[Opening Dataset content section]
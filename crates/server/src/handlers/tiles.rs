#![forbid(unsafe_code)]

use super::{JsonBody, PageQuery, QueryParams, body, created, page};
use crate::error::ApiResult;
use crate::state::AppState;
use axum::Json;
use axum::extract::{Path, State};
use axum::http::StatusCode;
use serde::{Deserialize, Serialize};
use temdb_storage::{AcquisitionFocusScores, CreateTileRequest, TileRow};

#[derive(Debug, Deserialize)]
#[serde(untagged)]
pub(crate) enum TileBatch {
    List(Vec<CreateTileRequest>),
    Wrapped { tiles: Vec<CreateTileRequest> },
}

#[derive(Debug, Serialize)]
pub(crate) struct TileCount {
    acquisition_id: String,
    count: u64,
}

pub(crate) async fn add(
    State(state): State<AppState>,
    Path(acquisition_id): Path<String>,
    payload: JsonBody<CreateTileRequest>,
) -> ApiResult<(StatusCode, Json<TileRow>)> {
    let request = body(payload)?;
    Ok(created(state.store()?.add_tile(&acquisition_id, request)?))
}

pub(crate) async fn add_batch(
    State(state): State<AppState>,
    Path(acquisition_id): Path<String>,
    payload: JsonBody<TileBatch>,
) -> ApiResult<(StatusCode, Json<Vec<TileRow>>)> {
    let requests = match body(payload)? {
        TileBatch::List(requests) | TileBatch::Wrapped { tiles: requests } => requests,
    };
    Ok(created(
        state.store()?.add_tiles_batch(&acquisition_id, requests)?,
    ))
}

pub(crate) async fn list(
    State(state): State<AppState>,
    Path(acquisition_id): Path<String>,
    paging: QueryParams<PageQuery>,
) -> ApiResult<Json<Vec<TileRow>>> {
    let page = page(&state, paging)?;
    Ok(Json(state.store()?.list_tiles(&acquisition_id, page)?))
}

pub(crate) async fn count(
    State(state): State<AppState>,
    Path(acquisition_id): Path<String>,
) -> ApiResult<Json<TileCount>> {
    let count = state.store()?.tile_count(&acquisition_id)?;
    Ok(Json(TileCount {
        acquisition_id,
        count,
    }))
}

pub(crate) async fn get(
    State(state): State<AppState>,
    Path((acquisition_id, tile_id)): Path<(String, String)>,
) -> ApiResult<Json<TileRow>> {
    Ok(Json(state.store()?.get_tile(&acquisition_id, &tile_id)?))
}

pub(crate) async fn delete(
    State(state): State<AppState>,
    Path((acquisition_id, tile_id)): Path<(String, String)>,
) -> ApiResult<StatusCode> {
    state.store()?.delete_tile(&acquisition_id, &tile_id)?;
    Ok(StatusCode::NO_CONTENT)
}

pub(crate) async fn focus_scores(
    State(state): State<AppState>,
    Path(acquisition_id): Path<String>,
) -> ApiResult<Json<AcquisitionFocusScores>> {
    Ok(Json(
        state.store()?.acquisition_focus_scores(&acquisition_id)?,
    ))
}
[Closing Dataset content section]
# Your assignment
Go through the entries and copy each line holding the string "created".

# Result below
use super::{JsonBody, PageQuery, QueryParams, body, created, page};
    Ok(created(state.store()?.add_tile(&acquisition_id, request)?))
    Ok(created(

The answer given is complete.